As you all know I took a little break from CrossFit. Mainly because it wasn’t fitting in my schedule, life plan at the moment, and I didn’t want to feel obligated to go because I was paying. I just needed a time where I didn’t make working out a priority and trust me it’s done wonders for me. The rest, naps, Netflix I have watched and self motivation I’ve brought back has been great. That’s also why I’ve been talking non stop about burpees lately and not CFB.

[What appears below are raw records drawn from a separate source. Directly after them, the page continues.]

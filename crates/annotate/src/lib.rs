pub mod client;
pub mod sentence;

pub use client::AnnotateClient;
pub use sentence::{AnnotatedSentence, DependencyEdge, Token};
use anyhow::{bail, Result};
use serde::{Deserialize, Serialize};

/// POS tag prefix that marks a token as a noun (NN, NNS, NNP, NNPS).
pub const NOUN_TAG_PREFIX: &str = "NN";

#[derive(Debug, Clone, Serialize, Deserialize)]
pub struct Token {
    /// 1-based position within the sentence, as assigned by the parser.
    pub index: usize,
    pub word: String,
    /// Part-of-speech tag. Defaults to empty when the parser omits it so a
    /// single bad token surfaces in `validate`, not as a parse failure for
    /// the whole document.
    #[serde(default)]
    pub pos: String,
}

#[derive(Debug, Clone, Serialize, Deserialize)]
pub struct DependencyEdge {
    /// Grammatical-relation label, possibly compound ("nmod:in", "conj:and").
    #[serde(rename = "dep")]
    pub relation: String,
    /// Governing token, 1-based. 0 is the synthetic ROOT governor.
    #[serde(rename = "governor")]
    pub source: usize,
    /// Dependent token, 1-based.
    #[serde(rename = "dependent")]
    pub target: usize,
}

impl DependencyEdge {
    /// Whether this is the synthetic root edge the parser adds per sentence.
    pub fn is_root(&self) -> bool {
        self.relation.eq_ignore_ascii_case("root")
    }
}

/// One sentence as returned by the parsing service: its tokens plus the
/// enhanced dependency graph. Enhanced graphs may give a token several
/// governors and are not guaranteed to be trees.
///
/// Indexing is 1-based throughout this layer to match the parser's
/// convention; downstream extractors convert to 0-based only when producing
/// final output.
#[derive(Debug, Clone, Serialize, Deserialize)]
pub struct AnnotatedSentence {
    #[serde(default)]
    pub index: usize,
    pub tokens: Vec<Token>,
    #[serde(rename = "enhancedPlusPlusDependencies", default)]
    pub edges: Vec<DependencyEdge>,
}

impl AnnotatedSentence {
    /// Surface form of the token at a 1-based position.
    pub fn word(&self, index: usize) -> &str {
        &self.tokens[index - 1].word
    }

    /// POS tag of the token at a 1-based position.
    pub fn pos(&self, index: usize) -> &str {
        &self.tokens[index - 1].pos
    }

    /// Whether the token at a 1-based position is tagged as a noun.
    pub fn is_noun(&self, index: usize) -> bool {
        self.pos(index).starts_with(NOUN_TAG_PREFIX)
    }

    /// The sentence's surface tokens in order.
    pub fn words(&self) -> Vec<String> {
        self.tokens.iter().map(|token| token.word.clone()).collect()
    }

    /// Structural validation of the parser's output.
    ///
    /// The extractors assume well-formed input and never repair it; this is
    /// the single gate where malformed sentences are rejected. Checks that
    /// token positions are contiguous from 1, that every token carries a POS
    /// tag, and that every edge endpoint names a real token (governor 0 is
    /// allowed only on the root edge).
    pub fn validate(&self) -> Result<()> {
        let count = self.tokens.len();

        for (position, token) in self.tokens.iter().enumerate() {
            if token.index != position + 1 {
                bail!(
                    "token {:?} at position {} carries index {}",
                    token.word,
                    position + 1,
                    token.index
                );
            }
            if token.pos.is_empty() {
                bail!("token {} ({:?}) has no part-of-speech tag", token.index, token.word);
            }
        }

        for edge in &self.edges {
            if edge.target == 0 || edge.target > count {
                bail!(
                    "edge {:?} has dependent {} outside 1..={}",
                    edge.relation,
                    edge.target,
                    count
                );
            }
            if edge.source == 0 && edge.is_root() {
                continue;
            }
            if edge.source == 0 || edge.source > count {
                bail!(
                    "edge {:?} has governor {} outside 1..={}",
                    edge.relation,
                    edge.source,
                    count
                );
            }
        }

        Ok(())
    }
}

I’m not going to say that this was the easiest thing I’ve done. Two days after my break from CrossFit post I was texting Amanda saying maybe I was being dramatic and made a mistake. We both agreed I needed to just enjoy the break and wait it out. And I realized that this time in being away from the gym I was frustrated with not being able to be consistent with something but all this time I have. It sounds silly but I consistently did NOT go to crossfit. I actually stuck with not doing something for a month which in turn did something for me.
It almost feels like I’m starting over. The fear and pressure I was feeling before has gone away and I’m itching to get in that gym and lift weights and work on my form. I’m even excited to work on snatches and overhead squats! My 2 frenemies.

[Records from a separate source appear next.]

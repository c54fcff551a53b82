//! # caja-core: Pure Business Logic for the Cash Session Core
//!
//! Money math, the cart, tender rules and shift transitions as pure
//! functions. Nothing in this crate performs I/O.
//!
//! ## Architecture Position
//! ```text
//! ┌─────────────────────────────────────────────────────────────────────────┐
//! │                      Cash Session & Settlement                          │
//! │                                                                         │
//! │  ┌─────────────────────────────────────────────────────────────────┐   │
//! │  │                caja-engine (transactions)                       │   │
//! │  │   shifts • sale commit • treasury • reconciliation              │   │
//! │  └─────────────────────────────┬───────────────────────────────────┘   │
//! │                                │                                        │
//! │  ┌─────────────────────────────▼───────────────────────────────────┐   │
//! │  │               ★ caja-core (THIS CRATE) ★                        │   │
//! │  │                                                                 │   │
//! │  │   ┌─────────┐ ┌─────────┐ ┌─────────┐ ┌─────────┐ ┌─────────┐  │   │
//! │  │   │  money  │ │  cart   │ │ tender  │ │  shift  │ │  types  │  │   │
//! │  │   │ Money   │ │ Cart    │ │ rules   │ │ guards  │ │ records │  │   │
//! │  │   │ TaxSplit│ │ CartLine│ │ plan    │ │         │ │         │  │   │
//! │  │   └─────────┘ └─────────┘ └─────────┘ └─────────┘ └─────────┘  │   │
//! │  │                                                                 │   │
//! │  │   NO I/O • NO DATABASE • NO NETWORK • PURE FUNCTIONS           │   │
//! │  └─────────────────────────────────────────────────────────────────┘   │
//! │                                │                                        │
//! │  ┌─────────────────────────────▼───────────────────────────────────┐   │
//! │  │                  caja-db (SQLite repositories)                  │   │
//! │  └─────────────────────────────────────────────────────────────────┘   │
//! └─────────────────────────────────────────────────────────────────────────┘
//! ```
//!
//! ## Design Principles
//!
//! 1. **Integer Money**: minor units in i64, sub-cent intermediates in i128,
//!    rounded once with Bankers Rounding
//! 2. **Exact tender equality**: Σ tenders == total compares integers
//! 3. **Explicit Errors**: typed `CoreError` variants with context
//!
//! ## Example Usage
//!
//! ```rust
//! use caja_core::{Cart, Money, Quantity, TaxRate};
//! use caja_core::tender::validate_tenders;
//! use caja_core::types::Tender;
//!
//! let cart = Cart::new(TaxRate::IVA);
//! assert!(cart.is_empty());
//!
//! let total = Money::from_cents(11600);
//! let plan = validate_tenders(total, &[Tender::cash(total)], None).unwrap();
//! assert_eq!(plan.cash, total);
//! # let _ = Quantity::ONE;
//! ```

pub mod cart;
pub mod clock;
pub mod error;
pub mod money;
pub mod quantity;
pub mod shift;
pub mod tender;
pub mod types;
pub mod validation;

pub use cart::{Cart, CartLine, CartTotals, LineId};
pub use clock::{Clock, FixedClock, SystemClock};
pub use error::{CoreError, CoreResult, TenderIssue, ValidationError};
pub use money::{Money, TaxSplit};
pub use quantity::Quantity;
pub use tender::TenderPlan;
pub use types::*;

/// Maximum lines in a single cart.
pub const MAX_CART_LINES: usize = 100;

/// A sale is paid with one tender or split across two.
pub const MAX_TENDER_ENTRIES: usize = 2;
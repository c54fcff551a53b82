//! # Database Pool Management
//!
//! Connection pool creation and configuration for SQLite.
//!
//! ## Architecture
//! ```text
//! ┌─────────────────────────────────────────────────────────────────────────┐
//! │                      Database Connection Pool                           │
//! │                                                                         │
//! │  DbConfig::new(path) ← pool size, acquire timeout, busy timeout        │
//! │       │                                                                 │
//! │       ▼                                                                 │
//! │  Database::new(config).await ← Create pool + run migrations            │
//! │       │                                                                 │
//! │       ▼                                                                 │
//! │  ┌─────────────────────────────────────────┐                           │
//! │  │            SqlitePool                    │                           │
//! │  │  ┌─────┐ ┌─────┐ ┌─────┐ ┌─────┐       │                           │
//! │  │  │Conn1│ │Conn2│ │Conn3│ │Conn4│ ...   │  (max_connections)        │
//! │  │  └─────┘ └─────┘ └─────┘ └─────┘       │                           │
//! │  └─────────────────────────────────────────┘                           │
//! │       │                                                                 │
//! │       ├── till 1 commit ──► Conn1 (BEGIN … COMMIT)                     │
//! │       ├── till 2 commit ──► Conn2 (waits ≤ busy_timeout for the lock)  │
//! │       └── report query  ──► Conn3 (WAL: readers never block)           │
//! └─────────────────────────────────────────────────────────────────────────┘
//! ```
//!
//! ## WAL Mode
//! Readers don't block writers and writers don't block readers. SQLite still
//! admits one writer at a time, which serialises every commit touching the
//! ledger, stock or customer balances.

use sqlx::sqlite::{SqliteConnectOptions, SqliteJournalMode, SqlitePoolOptions, SqliteSynchronous};
use sqlx::{Sqlite, SqlitePool, Transaction};
use std::path::PathBuf;
use std::str::FromStr;
use std::time::Duration;
use tracing::{debug, info};

use crate::error::{DbError, DbResult};
use crate::migrations;
use crate::repository::bank::BankRepository;
use crate::repository::customer::CustomerRepository;
use crate::repository::product::ProductRepository;
use crate::repository::sale::SaleRepository;
use crate::repository::shift::ShiftRepository;
use crate::repository::till::TillRepository;

// =============================================================================
// Configuration
// =============================================================================

/// Database configuration.
///
/// ## Example
/// ```rust,ignore
/// let config = DbConfig::new("/var/lib/caja/caja.db")
///     .max_connections(8)
///     .busy_timeout(Duration::from_secs(2));
/// ```
#[derive(Debug, Clone)]
pub struct DbConfig {
    /// Path to the SQLite database file.
    pub database_path: PathBuf,

    /// Default: 5
    pub max_connections: u32,

    /// Default: 1
    pub min_connections: u32,

    /// How long to wait for a pooled connection. Default: 5 seconds
    pub acquire_timeout: Duration,

    /// How long a writer waits on a locked database before failing with
    /// `DbError::Busy`. Default: 2 seconds
    pub busy_timeout: Duration,

    /// Idle timeout before closing a connection. Default: 10 minutes
    pub idle_timeout: Duration,

    /// Default: true
    pub run_migrations: bool,
}

impl DbConfig {
    /// Creates a configuration for the given file (created if missing).
    pub fn new(path: impl Into<PathBuf>) -> Self {
        DbConfig {
            database_path: path.into(),
            max_connections: 5,
            min_connections: 1,
            acquire_timeout: Duration::from_secs(5),
            busy_timeout: Duration::from_secs(2),
            idle_timeout: Duration::from_secs(600),
            run_migrations: true,
        }
    }

    pub fn max_connections(mut self, max: u32) -> Self {
        self.max_connections = max;
        self
    }

    pub fn min_connections(mut self, min: u32) -> Self {
        self.min_connections = min;
        self
    }

    pub fn acquire_timeout(mut self, timeout: Duration) -> Self {
        self.acquire_timeout = timeout;
        self
    }

    pub fn busy_timeout(mut self, timeout: Duration) -> Self {
        self.busy_timeout = timeout;
        self
    }

    pub fn run_migrations(mut self, run: bool) -> Self {
        self.run_migrations = run;
        self
    }

    /// In-memory database (for testing).
    ///
    /// A single connection keeps every query on the same private database.
    pub fn in_memory() -> Self {
        DbConfig {
            database_path: PathBuf::from(":memory:"),
            max_connections: 1,
            min_connections: 1,
            acquire_timeout: Duration::from_secs(5),
            busy_timeout: Duration::from_secs(1),
            idle_timeout: Duration::from_secs(600),
            run_migrations: true,
        }
    }
}

// =============================================================================
// Database
// =============================================================================

/// Main database handle providing repository access.
///
/// Cheap to clone; every clone shares the pool.
#[derive(Debug, Clone)]
pub struct Database {
    pool: SqlitePool,
}

impl Database {
    /// Creates the pool and (optionally) runs migrations.
    ///
    /// ## What This Does
    /// 1. Creates the database file if it doesn't exist
    /// 2. Configures SQLite:
    ///    - WAL mode for concurrent reads
    ///    - NORMAL synchronous
    ///    - Foreign keys enabled
    ///    - busy_timeout so lock waits are bounded
    /// 3. Creates the connection pool
    /// 4. Runs migrations (if enabled)
    pub async fn new(config: DbConfig) -> DbResult<Self> {
        info!(
            path = %config.database_path.display(),
            "Initializing database connection"
        );

        let connect_url = format!("sqlite://{}?mode=rwc", config.database_path.display());

        let connect_options = SqliteConnectOptions::from_str(&connect_url)
            .map_err(|e| DbError::ConnectionFailed(e.to_string()))?
            .journal_mode(SqliteJournalMode::Wal)
            .synchronous(SqliteSynchronous::Normal)
            .foreign_keys(true)
            .busy_timeout(config.busy_timeout)
            .create_if_missing(true);

        debug!("Connection options configured");

        let pool = SqlitePoolOptions::new()
            .max_connections(config.max_connections)
            .min_connections(config.min_connections)
            .acquire_timeout(config.acquire_timeout)
            .idle_timeout(Some(config.idle_timeout))
            .connect_with(connect_options)
            .await
            .map_err(|e| DbError::ConnectionFailed(e.to_string()))?;

        info!(
            max_connections = config.max_connections,
            "Database pool created"
        );

        let db = Database { pool };

        if config.run_migrations {
            db.run_migrations().await?;
        }

        Ok(db)
    }

    /// Applies pending migrations. Idempotent.
    pub async fn run_migrations(&self) -> DbResult<()> {
        info!("Running database migrations");
        migrations::run_migrations(&self.pool).await?;
        info!("Migrations complete");
        Ok(())
    }

    pub fn pool(&self) -> &SqlitePool {
        &self.pool
    }

    /// Opens a transaction. Dropping it without `commit` rolls back.
    pub async fn begin(&self) -> DbResult<Transaction<'static, Sqlite>> {
        self.pool
            .begin()
            .await
            .map_err(|e| match DbError::from(e) {
                DbError::Internal(msg) => DbError::TransactionFailed(msg),
                other => other,
            })
    }

    pub fn tills(&self) -> TillRepository {
        TillRepository::new(self.pool.clone())
    }

    pub fn products(&self) -> ProductRepository {
        ProductRepository::new(self.pool.clone())
    }

    pub fn customers(&self) -> CustomerRepository {
        CustomerRepository::new(self.pool.clone())
    }

    pub fn shifts(&self) -> ShiftRepository {
        ShiftRepository::new(self.pool.clone())
    }

    pub fn sales(&self) -> SaleRepository {
        SaleRepository::new(self.pool.clone())
    }

    pub fn bank(&self) -> BankRepository {
        BankRepository::new(self.pool.clone())
    }

    /// Closes the pool. Repository calls fail afterwards.
    pub async fn close(&self) {
        info!("Closing database connection pool");
        self.pool.close().await;
    }

    pub async fn health_check(&self) -> bool {
        sqlx::query("SELECT 1").execute(&self.pool).await.is_ok()
    }
}

// =============================================================================
// Unit Tests
// =============================================================================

I’ll admit last night I was having a pity party. One of my old gym mates texted asking why I had quit and I was super frustrated that word was even used cause I was just like IM ON A BREAK. I had convinced myself that no one was really concerned if I returned. So dramatic I know.
BUT THEN I emailed Kyle letting him know I would be back next week and he replied with a message that included “we miss you so much” and it was exactly what I needed to hear. Maybe I’m extra emotional this week and it made me cry. Maybe.
The point is: I’m excited to restart my journey with CrossFit. I’m on a quest to get strong and to keep an attitude of no fear.
No sleeve summer is basically here y’all. Time to get those muscles out!!